Exercise can take Herculean effort for many of us, but for those who suffer from arthritis, the thought of purposeful exercise can be especially discouraging.

Yet experts agree that for those who suffer pain, stiffness and swelling in joints and connective tissue, exercise is especially important to maintain flexibility and strength of supporting muscles, tendons and ligaments.

As with any exercise plan, it is important to check with your doctor before you begin, as some forms of exercise may not be appropriate for your condition.

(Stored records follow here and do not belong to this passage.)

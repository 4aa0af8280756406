//! Ingress validation boundaries, exhaustively and property-based.

use proptest::prelude::*;
use weft_core::ChatFrame;

fn frame() -> ChatFrame {
    ChatFrame {
        user_id: "42".to_owned(),
        username: "alice".to_owned(),
        message: "hi".to_owned(),
        timestamp: "2025-01-01T00:00:00Z".to_owned(),
        message_type: "TEXT".to_owned(),
    }
}

#[test]
fn message_length_boundaries() {
    for (len, ok) in [(0, false), (1, true), (500, true), (501, false)] {
        let mut f = frame();
        f.message = "x".repeat(len);
        assert_eq!(f.validate().is_ok(), ok, "message length {len}");
    }
}

#[test]
fn user_id_boundaries() {
    for (id, ok) in [("1", true), ("100000", true), ("0", false), ("100001", false)] {
        let mut f = frame();
        f.user_id = id.to_owned();
        assert_eq!(f.validate().is_ok(), ok, "userId {id}");
    }
}

#[test]
fn username_length_boundaries() {
    for (len, ok) in [(2, false), (3, true), (20, true), (21, false)] {
        let mut f = frame();
        f.username = "a".repeat(len);
        assert_eq!(f.validate().is_ok(), ok, "username length {len}");
    }
}

proptest! {
    /// Any in-range numeric user id with a well-formed frame validates.
    #[test]
    fn in_range_user_ids_accepted(id in 1u64..=100_000) {
        let mut f = frame();
        f.user_id = id.to_string();
        prop_assert!(f.validate().is_ok());
    }

    /// Out-of-range ids are rejected with the range in the reason.
    #[test]
    fn out_of_range_user_ids_rejected(id in 100_001u64..10_000_000) {
        let mut f = frame();
        f.user_id = id.to_string();
        let err = f.validate().unwrap_err();
        prop_assert!(err.reason.contains("between 1 and 100000"));
    }

    /// Alphanumeric usernames of valid length always pass.
    #[test]
    fn alphanumeric_usernames_accepted(name in "[A-Za-z0-9]{3,20}") {
        let mut f = frame();
        f.username = name;
        prop_assert!(f.validate().is_ok());
    }

    /// A username with any non-alphanumeric character fails.
    #[test]
    fn non_alphanumeric_usernames_rejected(
        prefix in "[A-Za-z0-9]{1,9}",
        bad in "[^A-Za-z0-9]",
        suffix in "[A-Za-z0-9]{1,9}",
    ) {
        let mut f = frame();
        f.username = format!("{prefix}{bad}{suffix}");
        prop_assert!(f.validate().is_err());
    }

    /// Unknown message types never validate.
    #[test]
    fn unknown_message_types_rejected(kind in "[A-Z]{1,10}") {
        prop_assume!(!matches!(kind.as_str(), "TEXT" | "JOIN" | "LEAVE"));
        let mut f = frame();
        f.message_type = kind;
        prop_assert!(f.validate().is_err());
    }
}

Below are some movements to keep hands and fingers strong and flexible and preserve range of motion. They can be done daily or, ideally, several times a day. Before you start, you may want to wrap your hands in a warm towel or washcloth or soak them in warm water for a few minutes, which will increase the flow of oxygen, making them more limber. Know your limits. These exercises should not cause pain. Start with five repetitions and increase as you improve.

Finger flex

1. Start by relaxing your hand, with fingers straight and close together.

2. Bend the end and middle joints of your fingers, keeping wrist and knuckles straight.

3. Moving slowly and smoothly, return your hand to the starting position.

4. Repeat with your other hand. If you can, perform multiple repetitions of this exercise on each hand.

Fist flex

1. Start with your fingers straight and spread apart.

2. Make a loose, gentle fist, wrapping your thumb around the outside of your fingers.

3. Take care not to squeeze fingers together too tightly.

4. Moving slowly and smoothly, return to the starting position. Repeat with both hands.

Hand stretch

1. Gently but firmly, spread your fingers apart as wide as you can and hold that position.

2. Slowly relax fingers and bring them together.

3. Return to the wide-open position. Repeat with each hand, gradually increasing number of repetitions.

Fingertip touch

1. Straighten your fingers and thumb.

2. Bend thumb across your palm, touching tip of your thumb to pad of your hand just below pinky finger. If you can't make your thumb touch, just stretch as far as you can.

3. Return your thumb to its starting position.

4. Moving slowly and smoothly, form the letter "O" as you touch index finger to thumb, then straighten fingers.

5. Touch your middle finger to thumb and straighten.

6. Follow with your ring and pinky fingers. Repeat exercises with other hand.

Finger crawl

1. Rest your hand on a flat surface with palm facing down and fingers spread slightly. Moving one finger at a time, slowly walk fingers toward thumb.

2. Start by lifting and moving your index finger toward your thumb.

3. Follow by lifting and moving your middle finger toward your thumb.

4. Continue by moving your ring finger and then pinky finger toward your thumb. Do not allow wrist or thumb to move while doing this exercise. Repeat with other hand.